> **Task description**
Repeat the records below exactly, line for line.

....

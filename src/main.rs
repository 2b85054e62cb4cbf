#![forbid(unsafe_code)]

//! `cody-agent`: serves the agent protocol over stdin/stdout.
//!
//! Stdout carries protocol frames only; logs go to stderr.

use std::path::PathBuf;
use std::process::ExitCode;

use clap::{Parser, ValueEnum};
use tokio_util::sync::CancellationToken;
use tracing::{error, info, warn};
use tracing_subscriber::{fmt, EnvFilter};

use cody_agent::agent::{serve_connection, AgentServices};
use cody_agent::rpc::ConnectionEnd;
use cody_agent::{AgentConfig, AppError, Result};

#[derive(Debug, Copy, Clone, Eq, PartialEq, ValueEnum)]
enum LogFormat {
    Text,
    Json,
}

#[derive(Debug, Parser)]
#[command(name = "cody-agent", about = "Cody agent JSON-RPC server", version, long_about = None)]
struct Cli {
    /// Path to an optional TOML configuration file.
    #[arg(long)]
    config: Option<PathBuf>,

    /// Log output format (text or json).
    #[arg(long, value_enum, default_value_t = LogFormat::Text)]
    log_format: LogFormat,

    /// Override the workspace root reported to recipes.
    #[arg(long)]
    workspace: Option<PathBuf>,
}

fn main() -> Result<ExitCode> {
    let args = Cli::parse();
    init_tracing(args.log_format)?;
    info!("cody-agent bootstrap");

    tokio::runtime::Builder::new_multi_thread()
        .enable_all()
        .build()
        .map_err(|err| AppError::Config(format!("failed to build tokio runtime: {err}")))?
        .block_on(run(args))
}

async fn run(args: Cli) -> Result<ExitCode> {
    // ── Load configuration ──────────────────────────────
    let mut config = AgentConfig::load(args.config.as_deref())?;
    if let Some(ws) = args.workspace {
        config.workspace_root = Some(ws);
        config.validate()?;
    }
    info!(endpoint = %config.server_endpoint, "configuration loaded");

    // ── Serve stdio ─────────────────────────────────────
    let session = CancellationToken::new();
    let signal_session = session.clone();
    let signal_handle = tokio::spawn(async move {
        shutdown_signal().await;
        warn!("termination signal received, closing session");
        signal_session.cancel();
    });

    let outcome = serve_connection(
        config,
        AgentServices::default(),
        tokio::io::stdin(),
        tokio::io::stdout(),
        session,
    )
    .await?;
    signal_handle.abort();

    if let ConnectionEnd::Failed(err) = &outcome.end {
        error!(%err, "connection failed");
    }
    info!(exit_code = outcome.exit_code, "cody-agent stopped");
    Ok(ExitCode::from(u8::try_from(outcome.exit_code).unwrap_or(1)))
}

async fn shutdown_signal() {
    let ctrl_c = tokio::signal::ctrl_c();

    #[cfg(unix)]
    {
        match tokio::signal::unix::signal(tokio::signal::unix::SignalKind::terminate()) {
            Ok(mut sigterm) => {
                tokio::select! {
                    _ = ctrl_c => {}
                    _ = sigterm.recv() => {}
                }
            }
            Err(err) => {
                tracing::warn!(%err, "failed to register SIGTERM handler, using ctrl-c only");
                let _ = ctrl_c.await;
            }
        }
    }

    #[cfg(not(unix))]
    {
        if let Err(err) = ctrl_c.await {
            tracing::error!(%err, "ctrl-c signal handler failed");
        }
    }
}

fn init_tracing(log_format: LogFormat) -> Result<()> {
    let env_filter = EnvFilter::try_from_default_env().unwrap_or_else(|_| EnvFilter::new("info"));
    // Stdout is the protocol channel.
    let subscriber = fmt()
        .with_env_filter(env_filter)
        .with_writer(std::io::stderr);

    match log_format {
        LogFormat::Text => subscriber
            .try_init()
            .map_err(|err| AppError::Config(format!("failed to init tracing: {err}")))?,
        LogFormat::Json => subscriber
            .json()
            .try_init()
            .map_err(|err| AppError::Config(format!("failed to init tracing: {err}")))?,
    }

    Ok(())
}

....

> **Result of this exercise**
filename src/main.rs
repository 2b85054e62cb4cbf
#![forbid(unsafe_code)]

//! `cody-agent`: serves the agent protocol over stdin/stdout.
//!
//! Stdout carries protocol frames only; logs go to stderr.

use std::path::PathBuf;
use std::process::ExitCode;

use clap::{Parser, ValueEnum};
use tokio_util::sync::CancellationToken;
use tracing::{error, info, warn};
use tracing_subscriber::{fmt, EnvFilter};

use cody_agent::agent::{serve_connection, AgentServices};
use cody_agent::rpc::ConnectionEnd;
use cody_agent::{AgentConfig, AppError, Result};

#[derive(Debug, Copy, Clone, Eq, PartialEq, ValueEnum)]
enum LogFormat {
    Text,
    Json,
}

#[derive(Debug, Parser)]
#[command(name = "cody-agent", about = "Cody agent JSON-RPC server", version, long_about = None)]
struct Cli {
    /// Path to an optional TOML configuration file.
    #[arg(long)]
    config: Option<PathBuf>,

    /// Log output format (text or json).
    #[arg(long, value_enum, default_value_t = LogFormat::Text)]
    log_format: LogFormat,

    /// Override the workspace root reported to recipes.
    #[arg(long)]
    workspace: Option<PathBuf>,
}

fn main() -> Result<ExitCode> {
    let args = Cli::parse();
    init_tracing(args.log_format)?;
    info!("cody-agent bootstrap");

    tokio::runtime::Builder::new_multi_thread()
        .enable_all()
        .build()
        .map_err(|err| AppError::Config(format!("failed to build tokio runtime: {err}")))?
        .block_on(run(args))
}

async fn run(args: Cli) -> Result<ExitCode> {
    // ── Load configuration ──────────────────────────────
    let mut config = AgentConfig::load(args.config.as_deref())?;
    if let Some(ws) = args.workspace {
        config.workspace_root = Some(ws);
        config.validate()?;
    }
    info!(endpoint = %config.server_endpoint, "configuration loaded");

    // ── Serve stdio ─────────────────────────────────────
    let session = CancellationToken::new();
    let signal_session = session.clone();
    let signal_handle = tokio::spawn(async move {
        shutdown_signal().await;
        warn!("termination signal received, closing session");
        signal_session.cancel();
    });

    let outcome = serve_connection(
        config,
        AgentServices::default(),
        tokio::io::stdin(),
        tokio::io::stdout(),
        session,
    )
    .await?;
    signal_handle.abort();

    if let ConnectionEnd::Failed(err) = &outcome.end {
        error!(%err, "connection failed");
    }
    info!(exit_code = outcome.exit_code, "cody-agent stopped");
    Ok(ExitCode::from(u8::try_from(outcome.exit_code).unwrap_or(1)))
}

async fn shutdown_signal() {
    let ctrl_c = tokio::signal::ctrl_c();

    #[cfg(unix)]
    {
        match tokio::signal::unix::signal(tokio::signal::unix::SignalKind::terminate()) {
            Ok(mut sigterm) => {
                tokio::select! {
                    _ = ctrl_c => {}
                    _ = sigterm.recv() => {}
                }
            }
            Err(err) => {
                tracing::warn!(%err, "failed to register SIGTERM handler, using ctrl-c only");
                let _ = ctrl_c.await;
            }
        }
    }

    #[cfg(not(unix))]
    {
        if let Err(err) = ctrl_c.await {
            tracing::error!(%err, "ctrl-c signal handler failed");
        }
    }
}

fn init_tracing(log_format: LogFormat) -> Result<()> {
    let env_filter = EnvFilter::try_from_default_env().unwrap_or_else(|_| EnvFilter::new("info"));
    // Stdout is the protocol channel.
    let subscriber = fmt()
        .with_env_filter(env_filter)
        .with_writer(std::io::stderr);

    match log_format {
        LogFormat::Text => subscriber
            .try_init()
            .map_err(|err| AppError::Config(format!("failed to init tracing: {err}")))?,
        LogFormat::Json => subscriber
            .json()
            .try_init()
            .map_err(|err| AppError::Config(format!("failed to init tracing: {err}")))?,
    }

    Ok(())
}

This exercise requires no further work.